Whenever a national sports team is struggling for success, there is a tendency to look keenly about for basic faults. And there is no-one more vulnerable, as a rule, than the captain of the side.

The New Zealand cricket team in the West Indies is struggling, and if it is not because the captain, G. T. Dowling, is getting out leg before wicket all the time, it is because he cannot win a toss.

Dowling has had a hard row to hoe, with his tosses. He has led New Zealand in 35 matches, but the vast majority of them have been on tour, where the custom is for the home captain to spin the coin and the visiting skipper to call. So if there is criticism of Dowling, it is surely not of his inability to manipulate the coin profitably, but of his lack of success in reading the other man’s mind.

But if Dowling has, very often, been the innocent bystander while others have performed feats of legerdemain, his reputation as a loser of tosses is as unfounded as his alleged habit of getting out leg before wicket.

Dowling has won 17 tosses of the 35, and in tests, has a pass mark too —■' nine out of 18. One could not really question his ability as a tosser, for he has shown splendid form for Canterbury in this role, and it needs only for him to become fully acclimatised in the West Indies for him to reel off a succession of winning calls.

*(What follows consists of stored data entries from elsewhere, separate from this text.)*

use std::sync::Arc;

use solana_sdk::pubkey::Pubkey;
use tracing::{error, info, warn};

use crate::chain::{decode_keypair, parse_pubkey, LedgerClient};
use crate::store::models::{Wallet, WalletStatus};
use crate::store::repository::PaymentStore;

/// Balances below this are not worth moving.
const SWEEP_DUST_LAMPORTS: u64 = 5_000;

/// Flat fee reserve left behind to pay for the transfer itself.
const TRANSFER_FEE_LAMPORTS: u64 = 5_000;

/// Lamports to actually move, if any. Dust and fee-only balances are
/// skipped.
pub fn sweep_amount(balance: u64) -> Option<u64> {
    if balance < SWEEP_DUST_LAMPORTS {
        return None;
    }
    balance.checked_sub(TRANSFER_FEE_LAMPORTS).filter(|amount| *amount > 0)
}

/// Moves settled funds from an ephemeral deposit wallet to the operator
/// wallet, signing with the deposit wallet's own key. This is the only
/// consumer of the stored private key material.
///
/// Sweeping is always safe to retry: the balance is re-derived on every
/// attempt, and a failure leaves the wallet `paid`/`underpaid` so the next
/// scan's recovery sub-pass picks it up again.
pub struct FundSweeper {
    store: Arc<PaymentStore>,
    chain: Arc<LedgerClient>,
    operator: Pubkey,
}

impl FundSweeper {
    pub fn new(
        store: Arc<PaymentStore>,
        chain: Arc<LedgerClient>,
        operator_wallet: &str,
    ) -> crate::error::PayResult<Self> {
        Ok(Self {
            store,
            chain,
            operator: parse_pubkey(operator_wallet)?,
        })
    }

    pub async fn sweep(&self, wallet: &Wallet) {
        let pubkey = match parse_pubkey(&wallet.public_key) {
            Ok(pubkey) => pubkey,
            Err(e) => {
                error!("Cannot sweep wallet {}: {}", wallet.id, e);
                return;
            }
        };

        let balance = match self.chain.balance(&pubkey).await {
            Ok(balance) => balance,
            Err(e) => {
                warn!("Balance fetch for sweep of {} failed: {}", wallet.public_key, e);
                return;
            }
        };

        let amount = match sweep_amount(balance) {
            Some(amount) => amount,
            None => {
                // Nothing worth moving. A settled wallet with only dust left
                // is considered fully swept, so the retry sub-pass stops
                // re-queueing it.
                if wallet.status.awaits_sweep() {
                    self.mark_swept(wallet).await;
                }
                return;
            }
        };

        let keypair = match decode_keypair(&wallet.private_key) {
            Ok(keypair) => keypair,
            Err(e) => {
                error!("Cannot load key material for wallet {}: {}", wallet.id, e);
                return;
            }
        };

        info!(
            "🧹 Sweeping {} lamports from {} to {}...",
            amount, wallet.public_key, self.operator
        );

        match self.chain.submit_transfer(&keypair, &self.operator, amount).await {
            Ok(signature) => {
                info!("✅ Swept funds from {}. Sig: {}", wallet.public_key, signature);
                self.mark_swept(wallet).await;
            }
            Err(e) => {
                // Status stays paid/underpaid; the recovery sub-pass retries.
                error!("❌ Failed to sweep wallet {}: {}", wallet.public_key, e);
            }
        }
    }

    async fn mark_swept(&self, wallet: &Wallet) {
        match self.store.mark_swept(wallet.id).await {
            Ok(true) => {}
            Ok(false) => info!("Wallet {} already marked swept", wallet.id),
            Err(e) => warn!("Could not mark wallet {} swept: {}", wallet.id, e),
        }
    }
}
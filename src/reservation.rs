use std::sync::Arc;
use tracing::{info, warn};

use crate::error::PayResult;
use crate::store::models::LineItem;
use crate::store::repository::PaymentStorage;
use crate::store::RetryPolicy;

/// Release side of the inventory reservation ledger. Holds are acquired by
/// the basket subsystem; the payment core only ever decrements them, once
/// per terminal order resolution.
///
/// A failed release is logged, not propagated: the periodic basket-expiry
/// sweep re-derives hold counts independently, so this release is an
/// optimization rather than the sole source of truth for hold integrity.
/// Exactly-once is enforced by the caller (the settlement guard), not here;
/// the decrement itself is clamped at zero so a double release is a no-op.
pub struct ReservationLedger {
    store: Arc<dyn PaymentStorage>,
    retry: RetryPolicy,
}

impl ReservationLedger {
    pub fn new(store: Arc<dyn PaymentStorage>) -> Self {
        Self {
            store,
            retry: RetryPolicy::default(),
        }
    }

    pub async fn release(&self, line_items: &[LineItem]) {
        if line_items.is_empty() {
            return;
        }

        let mut released = 0usize;
        for item in line_items {
            let result: PayResult<()> = self
                .retry
                .run("reservation release", || {
                    let store = self.store.clone();
                    let product_ref = item.product_ref;
                    async move { store.decrement_hold(product_ref).await }
                })
                .await;

            match result {
                Ok(()) => released += 1,
                Err(e) => {
                    warn!(
                        "⚠️ Could not release hold for product {} (basket sweep will correct): {}",
                        item.product_ref, e
                    );
                }
            }
        }

        info!("🔓 Released {}/{} inventory holds", released, line_items.len());
    }
}
//! # Shared Store
//!
//! Boundary to the remote data store.
//!
//! - [`NetworkSession`]: the primitive operations an authorized application
//!   may perform (mutable records, immutable blobs, URI fetch).
//! - [`Authorizer`]: exchanges an [`AppInfo`](shared_types::AppInfo) for a
//!   session.
//! - [`InMemoryNetwork`]: an in-process implementation of both, with
//!   per-operation counters and fault injection.

pub mod errors;
pub mod memory;
pub mod session;

pub use errors::{AuthorizationError, StoreError, StoreResult};
pub use memory::{InMemoryNetwork, InMemorySession, Operation};
pub use session::{validate_app_info, Authorizer, FetchedResource, NetworkSession, ResourceKind};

In his Plunket Shield career, Dowling has led Canterbury 40 times, and has won the toss on 29 occasions—nothing less than 72.5 per cent. Twice he performed the rare feat of winning all five tosses in a shield series, and if that is not form, what is? One has to remember

that in the West Indies, the coins are strange, and must take some getting used to. Dowling has already won one toss in three there,

which is by no means a bad start, and when he really settles down, he should pull his weight, and more. But it had better start soon.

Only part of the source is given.